En diálogo con el programa De 12 a 14 (El Tres), Pablo relató el difícil proceso que atravesó desde el año 2018. “Me explotó una bomba en el momento que supe de la denuncia y que no pude ver más a mi hija. Fueron 7 años en que literalmente transcurrí un calvario, me dejaron y me sentí absolutamente solo”, expresó el hombre, quien fue absuelto el año pasado de los cargos imputados.
Según detalló el propio damnificado en la entrevista, el proceso legal estuvo marcado por demoras sistemáticas que lo perjudicaron. “Comienza una investigación donde en primera instancia, menos de un año, la fiscal decide archivar la causa”, explicó Barra, pero luego los plazos se dilataron injustificadamente por lo que calificó como una impericia del sistema. A pesar de haber sido absuelto en un juicio penal, el Ministerio Público de la Acusación apeló la resolución, estirando aún más la agonía. “Nadie piensa en los chicos. Es mucho tiempo. Hoy yo creo que no hay una Justicia que alcance para mi hija”, lamentó.

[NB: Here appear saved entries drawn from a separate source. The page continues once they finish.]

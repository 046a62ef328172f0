//! Error types for lakechat.

use std::time::Duration;

use crate::job::{JobEvent, JobStatus};

/// Top-level error type for the crate.
#[derive(Debug, thiserror::Error)]
pub enum Error {
    #[error("Configuration error: {0}")]
    Config(#[from] ConfigError),

    #[error("Submission error: {0}")]
    Submit(#[from] SubmitError),

    #[error("Transport error: {0}")]
    Transport(#[from] TransportError),

    #[error("Polling error: {0}")]
    Poll(#[from] PollError),

    #[error("Chat error: {0}")]
    Chat(#[from] ChatError),

    #[error("Query error: {0}")]
    Query(#[from] QueryError),

    #[error("Extraction error: {0}")]
    Extract(#[from] ExtractError),
}

/// Configuration-related errors.
#[derive(Debug, thiserror::Error)]
pub enum ConfigError {
    #[error("Missing required environment variable: {0}")]
    MissingEnvVar(String),

    #[error("Invalid configuration value for {key}: {message}")]
    InvalidValue { key: String, message: String },
}

/// Errors raised while submitting a job. The request never became a
/// tracked remote job.
#[derive(Debug, thiserror::Error)]
pub enum SubmitError {
    #[error("Submission request failed: {0}")]
    Network(String),

    #[error("Submission rejected with status {status}: {message}")]
    Rejected { status: u16, message: String },

    #[error("Malformed submission response: {0}")]
    Decode(String),
}

/// A single status or result request failed mid-poll. Surfaced as a
/// `PollOutcome::TransportFailed` value, never retried by the poller.
#[derive(Debug, thiserror::Error)]
pub enum TransportError {
    #[error("Status request failed: {0}")]
    Request(String),

    #[error("Unexpected status {status} from job service: {body}")]
    Status { status: u16, body: String },

    #[error("Malformed job service response: {0}")]
    Decode(String),
}

/// Error view of a finished poll, produced by `PollOutcome::into_result`.
#[derive(Debug, thiserror::Error)]
pub enum PollError {
    #[error("Polling timed out after {waited:?} ({rounds} rounds)")]
    Timeout { waited: Duration, rounds: u32 },

    #[error("Polling aborted: {0}")]
    Transport(#[from] TransportError),

    #[error("Remote job ended as {status} with {} partial events", events.len())]
    JobFailed {
        status: JobStatus,
        events: Vec<JobEvent>,
    },
}

/// Chat gateway errors.
#[derive(Debug, thiserror::Error)]
pub enum ChatError {
    #[error("Gateway rate limited the request: {message}")]
    RateLimited { message: String },

    #[error("Gateway returned status {status}: {message}")]
    Gateway { status: u16, message: String },

    #[error("Chat request failed: {0}")]
    Request(String),

    #[error("Chat stream error: {0}")]
    Stream(String),

    #[error("Malformed gateway response: {0}")]
    Decode(String),
}

impl ChatError {
    /// Human-readable line appended to a conversation transcript when a
    /// chat exchange cannot be recovered.
    pub fn transcript_message(&self) -> String {
        match self {
            ChatError::RateLimited { message } => message.clone(),
            ChatError::Gateway { status, message } => {
                format!("API error occurred: {status} - {message}")
            }
            ChatError::Request(reason) | ChatError::Stream(reason) | ChatError::Decode(reason) => {
                format!("An unexpected error occurred: {reason}")
            }
        }
    }
}

/// Analytical query service errors.
#[derive(Debug, thiserror::Error)]
pub enum QueryError {
    #[error("Invalid identifier in query: {0:?}")]
    InvalidIdentifier(String),

    #[error("Query submission failed: {0}")]
    Submit(#[from] SubmitError),

    #[error("Query did not complete: {0}")]
    Poll(#[from] PollError),

    #[error("Malformed result set: {0}")]
    Malformed(String),
}

/// Document text extraction errors.
#[derive(Debug, thiserror::Error)]
pub enum ExtractError {
    #[error("Extraction request failed: {0}")]
    Request(String),

    #[error("Extraction service error: {message}")]
    Service { message: String },

    #[error("Malformed extraction response: {0}")]
    Decode(String),

    #[error("IO error: {0}")]
    Io(#[from] std::io::Error),
}

/// Result type alias for the crate.
pub type Result<T> = std::result::Result<T, Error>;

La situación de Pablo no es un hecho aislado. En septiembre del año pasado, un equipo de letrados que incluye a Viviana Cosentino, el exministro de Justicia Juan Lewis, la excamarista Carina Lurati y el abogado José Nanni, entre otros, presentó una denuncia por falso testimonio agravado contra tres psicólogas. La presentación señala que las profesionales, identificadas con las iniciales P.B.A., G.R.S. y N.V.A., utilizaban descripciones idénticas y copiadas de manera textual para distintos pacientes infantiles, asimilándose a "formularios prearmados".
Estos reportes, elaborados sin entrevistar previamente a los padres acusados, resultaban determinantes para que los jueces ordenaran la restricción de acercamiento o impulsaran los procesos penales. En el análisis de la información periodística del programa, se mencionó otro caso similar. Se trata de la situación de Mario, un hombre denunciado en febrero de 2022 y sobreseído en enero de 2025 sin siquiera llegar a juicio. En esa oportunidad, el juez Nicolás Foppiani cuestionó con dureza el criterio de la investigación y las bases de los informes psicológicos presentados.
La causa penal contra las profesionales de la salud mental recayó en la fiscal Guillermina Aiello, quien ya comenzó a relevar los datos aportados. Los abogados sostienen que, además de los ocho expedientes judicializados, tienen bajo análisis más de 15 situaciones con características idénticas en la región.
Mientras la Justicia evalúa el accionar de las psicólogas, los padres que lograron demostrar su inocencia continúan batallando en los tribunales de familia para recomponer la relación con sus hijos, en expedientes que corren por carriles separados. Para Barra, el inminente fin de su proceso penal no significa el cierre definitivo de su padecimiento. “Lo penal terminaría todo, pero después viene el derrotero de familia, que es algo que también venimos diciendo y venimos luchando”, concluyó el padre rosarino, a la espera de un fallo que le permita recuperar el tiempo perdido.